Hmmm...but if I win the bet then the world may be destroyed, or our environment could change so much the money will become worthless. Would you take 20:1 odds that there won’t be DL+RL-based HLAI in 25 years?
I still don’t see how you’re getting those probabilities. Say it takes 1 bit to describe the outcome of the coin toss, and assume it’s easy to find all the copies of yourself(ie your memories) in different worlds. Then you need:
1 bit to specify if the coin landed heads or tails
If the coin landed tails, you need 1 more bit to specify if it’s Monday or Tuesday.
So AIXI would give these scenarios P(HM)=0.50, P(TM)=0.25, P(TT)=0.25.
Have something in mind?
Well, it COULD be the case that the K-complexity of the memory-erased AIXI environment is lower, even when it learns that this happened. The reason for this is that there could be many possible past AIXI’s who have their memory erased/altered and end up in the same subjective situation. Then the memory-erasure hypothesis can use the lowest K-complexity AIXI who ends up with these memories. As the AIXI learns more it can gradually piece together which of the potential past AIXI’s it actually was and the K-complexity will go back up again.

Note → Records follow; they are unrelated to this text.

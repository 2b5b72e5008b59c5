use crate::settings_list::get_settings_list;
use json::JsonValue;
use std::collections::HashMap;
use std::fmt::{Debug, Display};
use std::fs::File;
use std::io::{Read, Write};
use std::path::Path;

/// Json value type
#[derive(Clone, Copy, PartialEq)]
pub enum JsonValueType {
    Str,
    Number,
    Boolean,
    Object,
    Array,
}

impl JsonValueType {
    pub fn to_str(&self) -> &'static str {
        match self {
            JsonValueType::Str => "String",
            JsonValueType::Number => "Number",
            JsonValueType::Boolean => "Boolean",
            JsonValueType::Object => "Object",
            JsonValueType::Array => "Array",
        }
    }
}

impl Debug for JsonValueType {
    fn fmt(&self, f: &mut std::fmt::Formatter) -> std::fmt::Result {
        write!(f, "{}", self.to_str())
    }
}

impl Display for JsonValueType {
    fn fmt(&self, f: &mut std::fmt::Formatter) -> std::fmt::Result {
        write!(f, "{}", self.to_str())
    }
}

/// An callback to check if a json value is valid
pub type SettingDesCallback = fn(obj: &JsonValue) -> bool;

/// An object to describe a setting
#[derive(Clone)]
pub struct SettingDes {
    /// The name of the setting
    _name: String,
    /// The description of the setting
    _description: String,
    /// The type of the setting
    _type: JsonValueType,
    /// The callback function of the setting
    _fun: Option<SettingDesCallback>,
}

impl SettingDes {
    /// Create a new setting description.
    ///
    /// Returns [None] if `typ` is an array or object but `callback` is not provided.
    pub fn new(
        name: &str,
        description: &str,
        typ: JsonValueType,
        callback: Option<SettingDesCallback>,
    ) -> Option<SettingDes> {
        if (typ == JsonValueType::Array || typ == JsonValueType::Object) && callback.is_none() {
            return None;
        }
        Some(SettingDes {
            _name: String::from(name),
            _description: String::from(description),
            _type: typ,
            _fun: callback,
        })
    }

    pub fn name(&self) -> &str {
        self._name.as_str()
    }

    pub fn description(&self) -> &str {
        self._description.as_str()
    }

    pub fn type_name(&self) -> &'static str {
        self._type.to_str()
    }

    /// Check if a value is valid
    pub fn is_vaild_value(&self, value: &JsonValue) -> bool {
        let type_matched = match self._type {
            JsonValueType::Array => value.is_array(),
            JsonValueType::Boolean => value.is_boolean(),
            JsonValueType::Number => value.is_number(),
            JsonValueType::Object => value.is_object(),
            JsonValueType::Str => value.is_string(),
        };
        if !type_matched {
            return false;
        }
        match self._fun {
            Some(fun) => fun(value),
            None => true,
        }
    }
}

impl Debug for SettingDes {
    fn fmt(&self, f: &mut std::fmt::Formatter) -> std::fmt::Result {
        write!(
            f,
            "SettingDes {{ name: {}, description: {}, type: {} }}",
            self._name, self._description, self._type
        )
    }
}

/// Store a list of settings
#[derive(Clone, Debug)]
pub struct SettingDesStore {
    list: Vec<SettingDes>,
}

impl SettingDesStore {
    pub fn new(list: Vec<SettingDes>) -> SettingDesStore {
        SettingDesStore { list }
    }

    /// Returns [None] if the key is unknown.
    pub fn check_valid(&self, key: &str, value: &JsonValue) -> Option<bool> {
        self.list
            .iter()
            .find(|i| i.name() == key)
            .map(|i| i.is_vaild_value(value))
    }

    pub fn help(&self) -> String {
        let mut s = String::new();
        for i in self.list.iter() {
            let mut t = format!("{}: {}", i.name(), i.type_name());
            if t.len() >= 24 {
                t += "\t";
            } else {
                t += " ".repeat(24 - t.len()).as_str();
            }
            t += i.description();
            if !s.is_empty() {
                s += "\n";
            }
            s += t.as_str();
        }
        s
    }

    pub fn print_help(&self) {
        println!("{}", self.help());
    }
}

impl Default for SettingDesStore {
    fn default() -> Self {
        Self {
            list: get_settings_list(),
        }
    }
}

#[derive(Clone, Debug)]
pub struct SettingJar {
    pub settings: HashMap<String, JsonValue>,
}

impl SettingJar {
    pub fn new() -> SettingJar {
        SettingJar {
            settings: HashMap::new(),
        }
    }

    pub fn add(&mut self, key: &str, opt: JsonValue) {
        self.settings.insert(String::from(key), opt);
    }

    pub fn clear(&mut self) {
        self.settings.clear();
    }

    pub fn get(&self, key: &str) -> Option<&JsonValue> {
        self.settings.get(key)
    }

    #[cfg(test)]
    pub fn have(&self, key: &str) -> bool {
        self.settings.contains_key(key)
    }

    pub fn to_json(&self) -> JsonValue {
        let mut v = JsonValue::new_object();
        for (key, val) in self.settings.iter() {
            v[key.as_str()] = val.clone();
        }
        v
    }
}

#[derive(Debug, derive_more::Display, derive_more::From)]
pub enum SettingError {
    #[display(fmt = "Can not access settings file: {}", _0)]
    IOError(std::io::Error),
    #[display(fmt = "Can not parse settings file: {}", _0)]
    JSONError(json::Error),
    #[display(fmt = "Settings file is empty.")]
    #[from(ignore)]
    Empty,
    #[display(fmt = "Unknown settings file.")]
    #[from(ignore)]
    NotObject,
    #[display(
        fmt = "\"{}\" is invalid, you can use \"movigo config fix\" to remove all invalid value.",
        _0
    )]
    #[from(ignore)]
    InvalidValue(String),
}

impl std::error::Error for SettingError {}

#[derive(Clone, Debug)]
pub struct SettingStore {
    pub basic: SettingDesStore,
    pub data: SettingJar,
}

impl SettingStore {
    pub fn new(list: Vec<SettingDes>) -> Self {
        Self {
            basic: SettingDesStore::new(list),
            data: SettingJar::new(),
        }
    }

    pub fn get(&self, key: &str) -> Option<&JsonValue> {
        self.data.get(key)
    }

    pub fn get_bool(&self, key: &str) -> Option<bool> {
        self.data.get(key).and_then(|obj| obj.as_bool())
    }

    pub fn get_str(&self, key: &str) -> Option<String> {
        self.data
            .get(key)
            .and_then(|obj| obj.as_str())
            .map(|s| s.to_owned())
    }

    pub fn get_u64(&self, key: &str) -> Option<u64> {
        self.data.get(key).and_then(|obj| obj.as_u64())
    }

    #[cfg(test)]
    pub fn have(&self, key: &str) -> bool {
        self.data.have(key)
    }

    /// Parse settings from text.
    /// * `fix_invalid` - Drop invalid values instead of failing.
    pub fn read_str(&mut self, s: &str, fix_invalid: bool) -> Result<(), SettingError> {
        self.data.clear();
        if s.trim().is_empty() {
            return if fix_invalid {
                Ok(())
            } else {
                Err(SettingError::Empty)
            };
        }
        let obj = match json::parse(s) {
            Ok(obj) => obj,
            Err(e) => {
                return if fix_invalid { Ok(()) } else { Err(e.into()) };
            }
        };
        if !obj.is_object() {
            return if fix_invalid {
                Ok(())
            } else {
                Err(SettingError::NotObject)
            };
        }
        for (key, o) in obj.entries() {
            match self.basic.check_valid(key, o) {
                Some(false) => {
                    if !fix_invalid {
                        self.data.clear();
                        return Err(SettingError::InvalidValue(key.to_owned()));
                    }
                    log::warn!("Removed invalid setting: {}", key);
                }
                _ => {
                    self.data.add(key, o.clone());
                }
            }
        }
        Ok(())
    }

    pub fn read<P: AsRef<Path> + ?Sized>(
        &mut self,
        file_name: &P,
        fix_invalid: bool,
    ) -> Result<(), SettingError> {
        self.data.clear();
        let mut f = File::open(file_name)?;
        let mut s = String::new();
        f.read_to_string(&mut s)?;
        self.read_str(&s, fix_invalid)
    }

    pub fn save<P: AsRef<Path> + ?Sized>(&self, file_name: &P) -> Result<(), SettingError> {
        let s = self.data.to_json().pretty(2);
        let mut f = File::create(file_name)?;
        f.write_all(s.as_bytes())?;
        f.flush()?;
        Ok(())
    }
}

impl Default for SettingStore {
    fn default() -> Self {
        Self::new(get_settings_list())
    }
}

EDIT: Oh, I see you were talking about actually having a RANDOM memory in the sense of a random sequence of 1s and 0s. Yeah, but this is no different than AIXI thinking that any random process is high K-complexity. In general, and discounting merging, the memory-altering subroutine will increase the complexity of the environment by a constant plus the complexity of whatever transformation you want to apply to the memories.

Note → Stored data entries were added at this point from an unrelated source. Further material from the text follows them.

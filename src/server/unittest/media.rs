use super::{UnitTestContext, ALLOWED_ORIGIN};
use crate::error::MovigoError;
use crate::ext::json::FromJson;
use crate::server::result::JSONResult;
use hyper::header::{ACCESS_CONTROL_ALLOW_METHODS, ACCESS_CONTROL_ALLOW_ORIGIN, ORIGIN};
use hyper::{Body, Method, Request};
use std::net::SocketAddr;

pub async fn test(ctx: &UnitTestContext) -> Result<(), MovigoError> {
    let (status, re) = ctx.get_json("/tv/95557").await?;
    assert_eq!(status, 200);
    let result = JSONResult::from_json(&re)?.expect("Failed to get tv show:");
    assert_eq!(result["name"], "Invincible");
    assert_eq!(
        result["production_companies"][0]["name"],
        "Skybound Entertainment"
    );
    let (status, re) = ctx.get_json("/api/movie/603?summary=1").await?;
    assert_eq!(status, 200);
    let result = JSONResult::from_json(&re)?.expect("Failed to get movie:");
    assert_eq!(result["title"], "The Matrix");
    assert_eq!(result["runtime"], 136);
    assert_eq!(result["genres"][0], "Action");
    assert!(result.has_key("tagline"));
    assert!(result["tagline"].is_null());
    let (status, re) = ctx.get_json("/person/6384/").await?;
    assert_eq!(status, 200);
    let result = JSONResult::from_json(&re)?.expect("Failed to get person:");
    assert_eq!(result["name"], "Keanu Reeves");

    let (status, re) = ctx.get_json("/album/1").await?;
    assert_eq!(status, 400);
    let err = JSONResult::from_json(&re)?.unwrap_err();
    assert_eq!(err.code, -400);
    assert_eq!(err.msg, "invalid content type");
    for uri in ["/tv/abc", "/tv/0", "/tv/-5", "/tv/1.5"] {
        let (status, re) = ctx.get_json(uri).await?;
        assert_eq!(status, 400, "{}", uri);
        let err = JSONResult::from_json(&re)?.unwrap_err();
        assert_eq!(err.code, -400);
        assert!(err.msg.starts_with("Invalid id"), "{}", err.msg);
    }

    let (status, re) = ctx.get_json("/movie/999").await?;
    assert_eq!(status, 404);
    let err = JSONResult::from_json(&re)?.unwrap_err();
    assert_eq!(err.code, -404);
    assert!(err.msg.contains("could not be found"));
    let (status, re) = ctx.get_json("/movie/500").await?;
    assert_eq!(status, 502);
    assert_eq!(JSONResult::from_json(&re)?.unwrap_err().code, -502);

    let (status, re) = ctx.get_json("/a/b/c").await?;
    assert_eq!(status, 404);
    assert_eq!(JSONResult::from_json(&re)?.unwrap_err().code, -404);
    Ok(())
}

pub async fn test_cors(ctx: &UnitTestContext) -> Result<(), MovigoError> {
    let req = Request::builder()
        .uri("/tv/95557")
        .header(ORIGIN, ALLOWED_ORIGIN)
        .body(Body::empty())?;
    let res = ctx.request(req).await?;
    assert_eq!(res.status(), 200);
    assert_eq!(res.headers()[ACCESS_CONTROL_ALLOW_ORIGIN], ALLOWED_ORIGIN);
    let req = Request::builder()
        .uri("/tv/95557")
        .header(ORIGIN, "http://evil.test")
        .body(Body::empty())?;
    assert_eq!(ctx.request(req).await?.status(), 403);
    let req = Request::builder()
        .method(Method::OPTIONS)
        .uri("/movie/603")
        .header(ORIGIN, ALLOWED_ORIGIN)
        .body(Body::empty())?;
    let res = ctx.request(req).await?;
    assert_eq!(res.status(), 200);
    assert_eq!(res.headers()[ACCESS_CONTROL_ALLOW_METHODS], "GET, OPTIONS");
    let req = Request::builder()
        .method(Method::POST)
        .uri("/movie/603")
        .body(Body::empty())?;
    let res = ctx.request(req).await?;
    assert_eq!(res.status(), 405);
    assert_eq!(res.headers()["Allow"], "GET, OPTIONS");
    Ok(())
}

pub async fn test_bad_api_key(tmdb: SocketAddr) -> Result<(), MovigoError> {
    let ctx = UnitTestContext::new(tmdb, "wrong-key");
    let (status, re) = ctx.get_json("/tv/95557").await?;
    assert_eq!(status, 502);
    let err = JSONResult::from_json(&re)?.unwrap_err();
    assert_eq!(err.code, -502);
    assert!(err.msg.contains("Invalid API key"));
    Ok(())
}

/// TMDB is down: the error must not expose the API key.
pub async fn test_unreachable_tmdb() -> Result<(), MovigoError> {
    let closed = {
        let listener = std::net::TcpListener::bind("127.0.0.1:0")?;
        listener.local_addr()?
    };
    let key = "unreachable-secret-key";
    let ctx = UnitTestContext::new(closed, key);
    let (status, re) = ctx.get_json("/tv/95557").await?;
    assert_eq!(status, 502);
    assert!(!re.dump().contains(key), "{}", re.dump());
    let err = JSONResult::from_json(&re)?.unwrap_err();
    assert_eq!(err.code, -502);
    Ok(())
}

Well, the DotA bot pretty much just used PPO,. AlphaZero used MCTS + RL, OpenAI recently got a robot hand to do object manipulation with PPO and a simulator(the simulator was hand-built, but in principle it could be produced by unsupervised learning like in this). Clearly it’s possible to get sophisticated behaviors out of pretty simple RL algorithms. It could be the case that these approaches will “run out of steam” before getting to HLAI, but it’s hard to tell at the moment, because our algorithms aren’t running with the same amount of compute + data as humans (for humans, I am thinking of our entire lifetime experiences as data, which is used to build a cross-domain optimizer).

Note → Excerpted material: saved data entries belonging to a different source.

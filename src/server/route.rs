use super::context::ServerContext;
use super::media::MediaRoute;
use super::traits::MatchRoute;
use super::traits::ResponseFor;
use super::version::VersionRoute;
use hyper::Body;
use hyper::Request;
use std::sync::Arc;

pub type RouteType = dyn MatchRoute<Body, Body> + Send + Sync;
pub type ResponseForType = dyn ResponseFor<Body, Body> + Send + Sync;

pub struct ServerRoutes {
    routes: Vec<Box<RouteType>>,
}

impl ServerRoutes {
    pub fn new() -> Self {
        let mut routes: Vec<Box<RouteType>> = Vec::new();
        routes.push(Box::new(VersionRoute::new()));
        // Matches any two segments, keep it last.
        routes.push(Box::new(MediaRoute::new()));
        Self { routes }
    }

    pub fn match_route(
        &self,
        req: &Request<Body>,
        ctx: &Arc<ServerContext>,
    ) -> Option<Box<ResponseForType>> {
        for i in self.routes.iter() {
            match i.match_route(&ctx, req) {
                Some(r) => return Some(r),
                None => {}
            }
        }
        None
    }
}
use chrono::Utc;
use rand::rngs::OsRng;
use rand::RngCore;

/// Number of random bytes in a token
pub const TOKEN_BYTES: usize = 32;

/// A client access token
#[derive(Clone, Debug, PartialEq, Eq)]
pub struct Token {
    /// The token, lowercase hex
    pub token: String,
    /// The token's creation time (Unix timestamp in seconds)
    pub created_at: i64,
}

impl Token {
    #[cfg(test)]
    pub fn new<S: AsRef<str> + ?Sized>(token: &S, created_at: i64) -> Self {
        Self {
            token: token.as_ref().to_owned(),
            created_at,
        }
    }

    /// Generate a new token from the operating system's random source.
    ///
    /// Fails if the OS can not provide entropy. No weaker source is tried.
    pub fn generate() -> Result<Self, rand::Error> {
        let mut bytes = [0u8; TOKEN_BYTES];
        OsRng.try_fill_bytes(&mut bytes)?;
        Ok(Self {
            token: hex::encode(bytes),
            created_at: Utc::now().timestamp(),
        })
    }
}

#[cfg(test)]
mod tests {
    use super::*;
    use std::collections::HashSet;

    #[test]
    fn test_generate() {
        let before = Utc::now().timestamp();
        let token = Token::generate().unwrap();
        let after = Utc::now().timestamp();
        assert_eq!(token.token.len(), TOKEN_BYTES * 2);
        assert!(token
            .token
            .chars()
            .all(|c| c.is_ascii_digit() || ('a'..='f').contains(&c)));
        assert!(token.created_at >= before - 2 && token.created_at <= after + 2);
    }

    #[test]
    fn test_generate_unique() {
        let mut seen = HashSet::new();
        for _ in 0..10000 {
            let token = Token::generate().unwrap();
            assert!(seen.insert(token.token));
        }
    }
}
use super::preclude::*;

pub const VERSION: [u8; 4] = [0, 1, 0, 0];

pub struct VersionContext {
    ctx: Arc<ServerContext>,
}

impl VersionContext {
    pub fn new(ctx: Arc<ServerContext>) -> Self {
        Self { ctx }
    }
}

#[async_trait]
impl ResponseJsonFor<Body> for VersionContext {
    async fn response_json(&self, req: Request<Body>) -> Result<Response<JsonValue>, MovigoError> {
        let builder = match self.ctx.cors.filter_http_methods(
            &req,
            &[Method::GET, Method::OPTIONS],
            &[CONTENT_TYPE],
        )? {
            CorsFilter::Next(builder) => builder,
            CorsFilter::Done(res) => return Ok(res),
        };
        Ok(builder.body(json::object! {"version": VERSION.to_vec()})?)
    }
}

pub struct VersionRoute {
    regex: Regex,
}

impl VersionRoute {
    pub fn new() -> Self {
        Self {
            regex: Regex::new(r"^(/+api)?/+version(/.*)?$").unwrap(),
        }
    }
}

impl MatchRoute<Body, Body> for VersionRoute {
    fn match_route(
        &self,
        ctx: &Arc<ServerContext>,
        req: &Request<Body>,
    ) -> Option<Box<ResponseForType>> {
        if self.regex.is_match(req.uri().path()) {
            Some(Box::new(VersionContext::new(Arc::clone(ctx))))
        } else {
            None
        }
    }
}
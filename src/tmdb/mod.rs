pub mod client;
pub mod content_type;
pub mod details;
pub mod error;
pub mod media;

pub use client::{TmdbClient, TMDB_BASE};
pub use content_type::ContentType;
pub use details::MediaDetails;
pub use error::TmdbError;
pub use media::MediaRequest;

re: Uber, I agree that at least in the short term most applications in the real world will feature a fair amount of engineering by hand. But the need for this could decrease as more power becomes available, as has been the case in supervised learning.
How do the initial simple conditions relate to the branching? Our universe seems to have had simple initial conditions but there’s still been a lot of random branching, right? That is, the universe from our perspective is just one branch of a quantum state evolving simply from simple conditions, so you need O(#branching events) bits to describe it. Incidentally this undermines Eliezer’s argument for MWI based on Solomonoff induction, though MWI is probably still true
[EDITED: Oh, from one of your other comments I see that you aren’t saying the shortest program involves beginning at the start of the universe. That makes sense]
I agree that you do need some sort of causal structure around the function-fitting deep net. The question is how complex this structure needs to be before we can get to HLAI. It seems plausible to me(at least a 10% chance, say) that it could be quite simple, maybe just consisting of modestly more sophisticated versions of the RL algorithms we have so far, combined with really big deep networks.
Incidentally, you can use the same idea to have RO-AIXI do anthropic reasoning/bargaining about observers that are in a broader reference class than ‘exact same sense data’, by making the mapping O → O’ some sort of coarse-graining.